The golden thread. I had never thought of it that way, and by golly, the more I did…he was right! I always knew Spanish recipes called for a lot of olive oil. But it’s deeper than that. Every good Spanish cook knows that the olive oil used in a recipe could make or break a dish. The more virgin it is, the better quality it is, and the more healthy it is! But what makes it “virgin”? I had to get to the bottom of it.
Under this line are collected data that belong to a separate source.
// SPDX-License-Identifier: BUSL-1.1
// Copyright (c) 2026 Alfred Jean LLC

//! Control-plane message types carried in CONTROL frames.
//!
//! Requests and responses are internally-tagged JSON enums
//! (`{"type": "Launch", ...}`). Every reply mirrors its request's tag;
//! failures reply `Error` without closing the connection.

use serde::{Deserialize, Serialize};

/// Default number of bytes returned by `Logs` without an explicit tail.
pub const LOGS_DEFAULT_MAX: usize = 50 * 1024;
/// Cap on bytes collected by a `WatchSession` stream, marker included.
pub const WATCH_DEFAULT_MAX: usize = 100 * 1024;
/// Largest accepted direct-message body.
pub const MSG_BODY_MAX: usize = 64 * 1024;
/// Default entries returned by `MsgRead`.
pub const MSG_READ_DEFAULT: usize = 20;
/// Default `MsgRequest` timeout in seconds.
pub const MSG_REQUEST_TIMEOUT_S: u64 = 60;

/// Client-to-node requests.
#[derive(Debug, Clone, Serialize, Deserialize)]
#[serde(tag = "type")]
pub enum Request {
    Launch {
        command: Vec<String>,
        #[serde(default)]
        working_dir: Option<String>,
        #[serde(default)]
        name: Option<String>,
        #[serde(default)]
        tags: Vec<String>,
        #[serde(default)]
        cols: Option<u16>,
        #[serde(default)]
        rows: Option<u16>,
    },
    Kill {
        id: u32,
    },
    KillByTags {
        tags: Vec<String>,
    },
    ListSessions {},
    GetStatus {
        id: u32,
    },
    Logs {
        id: u32,
        #[serde(default)]
        follow: bool,
        #[serde(default)]
        tail: Option<usize>,
    },
    SendInput {
        id: u32,
        data: String,
    },
    Resize {
        id: u32,
        cols: u16,
        rows: u16,
    },
    Attach {
        id: u32,
        #[serde(default)]
        from_offset: Option<u64>,
        #[serde(default)]
        cols: Option<u16>,
        #[serde(default)]
        rows: Option<u16>,
    },
    WatchSession {
        id: u32,
        #[serde(default)]
        include_history: bool,
        #[serde(default)]
        history_lines: Option<usize>,
    },
    Subscribe {
        #[serde(default)]
        session_id: Option<u32>,
        #[serde(default)]
        tags: Vec<String>,
        #[serde(default)]
        event_types: Vec<String>,
        #[serde(default)]
        timeout_s: Option<u64>,
    },
    Wait {
        #[serde(default)]
        id: Option<u32>,
        #[serde(default)]
        tags: Vec<String>,
        #[serde(default)]
        condition: WaitCondition,
        #[serde(default)]
        timeout_s: Option<u64>,
    },
    MsgSend {
        to: Recipient,
        body: String,
    },
    MsgRead {
        session: Recipient,
        #[serde(default)]
        limit: Option<usize>,
    },
    MsgRequest {
        to: Recipient,
        body: String,
        #[serde(default)]
        from: Option<Recipient>,
        #[serde(default)]
        timeout_s: Option<u64>,
    },
    MsgReply {
        request_id: String,
        body: String,
    },
    KvGet {
        key: String,
    },
    KvPut {
        key: String,
        value: serde_json::Value,
    },
    KvDelete {
        key: String,
    },
    KvList {},
    Prune {
        #[serde(default)]
        id: Option<u32>,
    },
    PruneByTags {
        tags: Vec<String>,
    },
}

/// Node-to-client replies and stream frames.
#[derive(Debug, Clone, Serialize, Deserialize)]
#[serde(tag = "type")]
pub enum Response {
    Launched {
        id: u32,
    },
    Killed {
        #[serde(default, skip_serializing_if = "Option::is_none")]
        id: Option<u32>,
        #[serde(default, skip_serializing_if = "Option::is_none")]
        count: Option<usize>,
    },
    Sessions {
        sessions: Vec<SessionInfo>,
    },
    SessionStatus {
        info: SessionInfo,
        output_size: u64,
    },
    LogData {
        data: String,
    },
    InputSent {
        bytes: usize,
    },
    Attached {
        id: u32,
        from_offset: u64,
    },
    Resized {
        cols: u16,
        rows: u16,
    },
    WatchUpdate {
        #[serde(default, skip_serializing_if = "String::is_empty")]
        output: String,
        #[serde(default)]
        done: bool,
        #[serde(default, skip_serializing_if = "Option::is_none")]
        status: Option<Status>,
        #[serde(default)]
        truncated: bool,
    },
    SubscribeAck {},
    Event {
        session_id: u32,
        event: SessionEvent,
    },
    WaitResult {
        sessions: Vec<SessionInfo>,
        #[serde(default)]
        timed_out: bool,
    },
    MsgSent {
        message_id: String,
    },
    Messages {
        messages: Vec<InboxMessage>,
    },
    MsgResponse {
        request_id: String,
        #[serde(default, skip_serializing_if = "Option::is_none")]
        reply: Option<InboxMessage>,
        #[serde(default)]
        timed_out: bool,
    },
    Replied {
        delivered: bool,
    },
    KvValue {
        key: String,
        value: serde_json::Value,
    },
    KvOk {},
    KvKeys {
        keys: Vec<String>,
    },
    Pruned {
        count: usize,
    },
    Error {
        message: String,
    },
}

impl Response {
    pub fn error(message: impl Into<String>) -> Self {
        Self::Error { message: message.into() }
    }
}

/// Session lifecycle state. Transitions once from `Running` to a terminal
/// state and never leaves it.
#[derive(Debug, Clone, PartialEq, Eq, Serialize, Deserialize)]
#[serde(tag = "state", rename_all = "snake_case")]
pub enum Status {
    Running,
    Completed { exit_code: i32 },
    Killed,
    Failed { reason: String },
}

impl Status {
    pub fn is_terminal(&self) -> bool {
        !matches!(self, Self::Running)
    }
}

/// Snapshot of one session's metadata.
#[derive(Debug, Clone, Serialize, Deserialize)]
pub struct SessionInfo {
    pub id: u32,
    #[serde(default, skip_serializing_if = "Option::is_none")]
    pub name: Option<String>,
    #[serde(default)]
    pub tags: Vec<String>,
    pub command: Vec<String>,
    pub working_dir: String,
    pub status: Status,
    pub created_at_ms: u64,
}

/// Target of a `Wait` request: all matches must finish, or any one.
#[derive(Debug, Clone, Copy, Default, PartialEq, Eq, Serialize, Deserialize)]
#[serde(rename_all = "snake_case")]
pub enum WaitCondition {
    #[default]
    All,
    Any,
}

/// Session addressed by numeric id or by unique name.
#[derive(Debug, Clone, PartialEq, Eq, Serialize, Deserialize)]
#[serde(untagged)]
pub enum Recipient {
    Id(u32),
    Name(String),
}

/// Direct-message kinds.
#[derive(Debug, Clone, Copy, PartialEq, Eq, Serialize, Deserialize)]
#[serde(rename_all = "snake_case")]
pub enum MessageKind {
    Message,
    Request,
    Reply,
}

/// One inbox entry.
#[derive(Debug, Clone, Serialize, Deserialize)]
pub struct InboxMessage {
    pub id: String,
    #[serde(default, skip_serializing_if = "Option::is_none")]
    pub from: Option<String>,
    pub to: String,
    pub body: String,
    pub kind: MessageKind,
    #[serde(default, skip_serializing_if = "Option::is_none")]
    pub request_id: Option<String>,
    pub created_at_ms: u64,
}

/// Events published by `Subscribe`.
#[derive(Debug, Clone, Serialize, Deserialize)]
#[serde(tag = "type")]
pub enum SessionEvent {
    #[serde(rename = "session.created")]
    Created { info: SessionInfo },
    #[serde(rename = "session.status")]
    Status { status: Status },
    #[serde(rename = "session.output_chunk_meta")]
    OutputChunkMeta { offset: u64, len: usize },
    #[serde(rename = "session.inbox")]
    Inbox { message_id: String, kind: MessageKind },
}

impl SessionEvent {
    /// The wire name used by `Subscribe` filters.
    pub fn type_name(&self) -> &'static str {
        match self {
            Self::Created { .. } => "session.created",
            Self::Status { .. } => "session.status",
            Self::OutputChunkMeta { .. } => "session.output_chunk_meta",
            Self::Inbox { .. } => "session.inbox",
        }
    }
}

#[cfg(test)]
#[path = "protocol_tests.rs"]
mod tests;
So, I grabbed my notebook and camera and went to a “degustación del aceite de oliva”. In other words, an olive oil seminar. I learned loads about this ‘liquid gold’, as coined by the Romans. Let me tell ya’, there’s much more to this golden substance than what meets the eye…
The (Brief) history
Let’s rewind a few years back…6,000 years, to be exact. The Mediterranean tree, formally called olea europea, is traced back to Asia Minor or ancient Greece; historians aren’t quite sure which. We can thank the Romans for its popularity, as they expanded cultivation and became expert olive oil produces. However, much of their olive oil came from, guess where…Andalucia! Because of Andalucia’s perfect climate and terrain, the Roman Empire used the region to cultivate olive trees. In fact, there’s archaeological evidence that shows over 2,000 years ago, Rome imported 6 billion liters of olive oil, of which 85% was from Andalucia! Olive production became an integral part of Iberian cultivation & cuisine.
How’s it made?
Grow, pick and crush…it’s as simple as that! Well, not quite. When the olive is at the right level of maturity, it’s carefully picked with a very special technique. They are then crushed into a puree and water is mixed in, which causes the oil to begin to separate. The puree is then put into a centrifuge, which spins the mixture around at extremely high speeds. And voila! The oil is born. It’s then treated differently (refined, bleached or deodorized), depending on the desired taste and color.
What makes it “extra virgin”?
This is important, fellow foodies! Not all “extra virgin” olive oils are created equal. In fact, many bottles say “Extra Virgin Olive Oil” and are in fact, lying. Gasp! For it to be real “EVOO”, it has to have a low level of oleic acid, meaning its fatty acids haven’t been broken down in the production process. When these fatty acids are broken down, that’s what destroys the healthy stuff. EVOO is pure and untreated (hence, “virgin”), keeping intact its power qualities, like antioxidants and anti-inflammatories. In order to keep the oil in its purest form, every tiny detail of the production process must be perfect. The problem? Often in big factories that claim to produce “extra virgin olive oil”, their process isn’t 100%. And what’s even worse? 70% of producers mix the pure stuff with the cheap stuff to make it go farther. I know, it’s a cruel, harsh world we live in.
How can you choose the best olive oil?
Nope, it has nothing to do with color! Unfortunately, there’s no simple answer. Francisco’s best piece of advice was “avoid the big guys and find small, local producers. Find a farm you trust.” Ok, so that’s easy in Spain. However, in big American supermarkets, it ain’t so easy! Here are two trusted Spanish EVOOs that export internationally, with Fransisco’s stamp of approval: MED Extra Virgin Olive Oil and Molino De San Nicolas Y Esteban (as seen below)
Now, fun facts! Did you know….
- Spain produces the most olive oil in THE WORLD!
- In which, 25% of it comes from the small Andalucian city of Jaén
- Many “Italian” olive oils are actually produced in Spain
- It does NOT make you fat! Check out the study
- It fights against Alzheimer’s, protects your heart, prevents stroke and is full of anti-oxidants
- There are 262 types of olives, all producing different tasting olive oil
- There are 300 MILLION olive trees in Spain!
- An olive tree lives 300- 600 years! If only an olive tree could talk, the stories it would tell…
So, who’s inspired to go out and find a local, family run olive oil farm? Have you learned something new about EVOO? Have you ever tried authentic Spanish olive oil??